Fishkeeping is a hobby that often falls victim to what INJAF refers to as ‘everyone knows’ syndrome. For example, ‘everyone knows’ fish only grow to the size of their tank …don’t they? This unfortunate myth is one of many that continue to cause problems in fishkeeping, especially for newcomers who, not unreasonably, think there is some truth to these widely spread myths. The ‘perceived knowledge’ that surrounds the hobby can lull new fishkeepers into a false sense of security, and lead them to believe that they don’t need to do much research because, well, ‘everyone knows …’.
Many newcomers to the hobby rely, not unreasonably, on advice from shops. Unfortunately, as with shops of any type, this can be a bit hit and miss; some are great while others are not so great. If you’re lucky enough to find a shop that gives good advice it’s a good idea to build up a good relationship with them as they may be able to help out in times of need.
Keeping a pet of any sort requires the keeper to have found out about that pet and ultimately that’s the responsibility of the keeper. A shop can provide general advice and guidance but if you’ve not done any research of your own you won’t know what questions to ask and there are likely to be breakdowns in communication leading to misunderstandings on both sides.
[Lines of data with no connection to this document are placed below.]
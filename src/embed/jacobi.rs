//! Symmetric eigen-decomposition by the Jacobi rotation method.
//!
//! Each step finds the largest off-diagonal entry `a_pq` and applies a plane
//! rotation that zeroes it:
//!
//! ```text
//! θ  = ½ · atan2(2·a_pq, a_qq − a_pp)
//! A' = Gᵀ A G,   V' = V G
//! ```
//!
//! where `G` is the identity except for the `(p, q)` plane. Repeating drives
//! the matrix towards diagonal form; the diagonal holds the eigenvalues and
//! the accumulated rotations `V` hold the eigenvectors as columns.
//!
//! Complexity is O(N) per rotation plus an O(N²) pivot search, so this is
//! meant for tens to low hundreds of rows. Reaching `max_iter` before the
//! tolerance is not an error: the best approximation is returned and
//! [`EigenDecomposition::converged`] is false.

use log::{debug, trace, warn};
use ndarray::{Array1, Array2};

use crate::error::{Error, Result};

/// Default off-diagonal magnitude below which the matrix counts as diagonal.
pub const DEFAULT_TOLERANCE: f64 = 1e-8;

/// Default cap on the number of rotations.
pub const DEFAULT_MAX_ITER: usize = 100;

/// An eigenvalue with its unit-norm eigenvector.
#[derive(Debug, Clone, PartialEq)]
pub struct EigenPair {
    /// Eigenvalue.
    pub value: f64,
    /// Eigenvector, length N.
    pub vector: Array1<f64>,
}

/// Output of [`JacobiSolver::decompose`].
#[derive(Debug, Clone)]
pub struct EigenDecomposition {
    /// Eigenpairs sorted by descending eigenvalue.
    pub pairs: Vec<EigenPair>,
    /// Rotations applied.
    pub iterations: usize,
    /// Largest off-diagonal magnitude left when the solver stopped.
    pub residual: f64,
    /// Whether the residual fell below the tolerance.
    pub converged: bool,
}

impl EigenDecomposition {
    /// Eigenvalues in descending order.
    pub fn values(&self) -> Vec<f64> {
        self.pairs.iter().map(|p| p.value).collect()
    }
}

/// Jacobi eigen-solver configuration.
#[derive(Debug, Clone, Copy, PartialEq)]
pub struct JacobiSolver {
    /// Convergence tolerance on the largest off-diagonal entry.
    tolerance: f64,
    /// Maximum rotations.
    max_iter: usize,
}

impl Default for JacobiSolver {
    fn default() -> Self {
        Self::new()
    }
}

impl JacobiSolver {
    /// Solver with the default tolerance and iteration cap.
    pub fn new() -> Self {
        Self {
            tolerance: DEFAULT_TOLERANCE,
            max_iter: DEFAULT_MAX_ITER,
        }
    }

    /// Set convergence tolerance.
    pub fn with_tolerance(mut self, tolerance: f64) -> Self {
        self.tolerance = tolerance;
        self
    }

    /// Set maximum rotations.
    pub fn with_max_iter(mut self, max_iter: usize) -> Self {
        self.max_iter = max_iter;
        self
    }

    /// Convergence tolerance.
    pub fn tolerance(&self) -> f64 {
        self.tolerance
    }

    /// Maximum rotations.
    pub fn max_iter(&self) -> usize {
        self.max_iter
    }

    /// Diagonalize a real symmetric matrix.
    ///
    /// Only the symmetric part of `a` is meaningful; the caller guarantees
    /// symmetry.
    ///
    /// # Example
    ///
    /// ```rust
    /// use tastemap::embed::JacobiSolver;
    /// use ndarray::array;
    ///
    /// let eig = JacobiSolver::new().decompose(&array![[2.0, 1.0], [1.0, 2.0]]).unwrap();
    /// assert!((eig.pairs[0].value - 3.0).abs() < 1e-8);
    /// assert!((eig.pairs[1].value - 1.0).abs() < 1e-8);
    /// ```
    pub fn decompose(&self, a: &Array2<f64>) -> Result<EigenDecomposition> {
        if !self.tolerance.is_finite() || self.tolerance < 0.0 {
            return Err(Error::InvalidParameter {
                name: "tolerance",
                message: "must be finite and non-negative",
            });
        }
        let n = a.nrows();
        if n == 0 {
            return Err(Error::EmptyInput);
        }
        if a.ncols() != n {
            return Err(Error::DimensionMismatch {
                expected: n,
                found: a.ncols(),
            });
        }

        let mut d = a.clone();
        let mut v = Array2::<f64>::eye(n);

        let mut iterations = 0;
        let (mut residual, mut p, mut q) = max_off_diagonal(&d);
        while residual > 0.0 && residual >= self.tolerance && iterations < self.max_iter {
            rotate(&mut d, &mut v, p, q);
            iterations += 1;
            trace!("jacobi rotation {iterations}: pivot ({p}, {q}) = {residual:.3e}");
            (residual, p, q) = max_off_diagonal(&d);
        }
        // A zero pivot on a 1×1 or already-diagonal input counts as converged.
        let converged = residual < self.tolerance || residual == 0.0;

        if converged {
            debug!("jacobi converged: n={n}, rotations={iterations}, residual={residual:.3e}");
        } else {
            warn!(
                "jacobi hit iteration cap: n={n}, rotations={iterations}, residual={residual:.3e}"
            );
        }

        let mut pairs: Vec<EigenPair> = (0..n)
            .map(|i| EigenPair {
                value: d[[i, i]],
                vector: v.column(i).to_owned(),
            })
            .collect();
        pairs.sort_by(|x, y| y.value.total_cmp(&x.value));

        Ok(EigenDecomposition {
            pairs,
            iterations,
            residual,
            converged,
        })
    }
}

/// Largest `|a_ij|` above the diagonal with its position.
fn max_off_diagonal(a: &Array2<f64>) -> (f64, usize, usize) {
    let n = a.nrows();
    let (mut best, mut p, mut q) = (0.0, 0, 0);
    for i in 0..n {
        for j in (i + 1)..n {
            let m = a[[i, j]].abs();
            if m > best {
                best = m;
                p = i;
                q = j;
            }
        }
    }
    (best, p, q)
}

/// Apply the rotation that zeroes `d[p, q]` to `d` (both sides) and `v` (columns).
fn rotate(d: &mut Array2<f64>, v: &mut Array2<f64>, p: usize, q: usize) {
    let n = d.nrows();
    let app = d[[p, p]];
    let aqq = d[[q, q]];
    let apq = d[[p, q]];

    let theta = 0.5 * (2.0 * apq).atan2(aqq - app);
    let (s, c) = theta.sin_cos();

    for k in 0..n {
        if k == p || k == q {
            continue;
        }
        let akp = d[[k, p]];
        let akq = d[[k, q]];
        let new_kp = c * akp - s * akq;
        let new_kq = s * akp + c * akq;
        d[[k, p]] = new_kp;
        d[[p, k]] = new_kp;
        d[[k, q]] = new_kq;
        d[[q, k]] = new_kq;
    }

    d[[p, p]] = c * c * app - 2.0 * s * c * apq + s * s * aqq;
    d[[q, q]] = s * s * app + 2.0 * s * c * apq + c * c * aqq;
    d[[p, q]] = 0.0;
    d[[q, p]] = 0.0;

    for k in 0..n {
        let vkp = v[[k, p]];
        let vkq = v[[k, q]];
        v[[k, p]] = c * vkp - s * vkq;
        v[[k, q]] = s * vkp + c * vkq;
    }
}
Shop staff won’t always know what sort of research, if any, their customers have done (some customers can be quite disingenuous!) or what previous experience, if any, they have. Staff may assume you know more than you do which could easily lead to misunderstanding. Remember that shops are not just in it for the money, a good shop will care about the animals they are selling.
Then there is the problem of poor information and advice being presented as fact. The internet can be a great source of information, unfortunately it can also be a source of terrible information. Books can easily go out of date as new discoveries come to light, and improved practices are developed. Anecdotal advice can also be a problem; just because someone else did something ill advised and claims that everything was ‘fine’ doesn’t mean that this is a good example of best practice. At INJAF we aim to promote best practice and share reliable information and resources with others.
We hope this article will help newcomers to the fishkeeping hobby by helping them to understand what sort of things they need to research, which are the best places to look for information when doing research, and why it’s important to research.
What research should you do before you start fishkeeping?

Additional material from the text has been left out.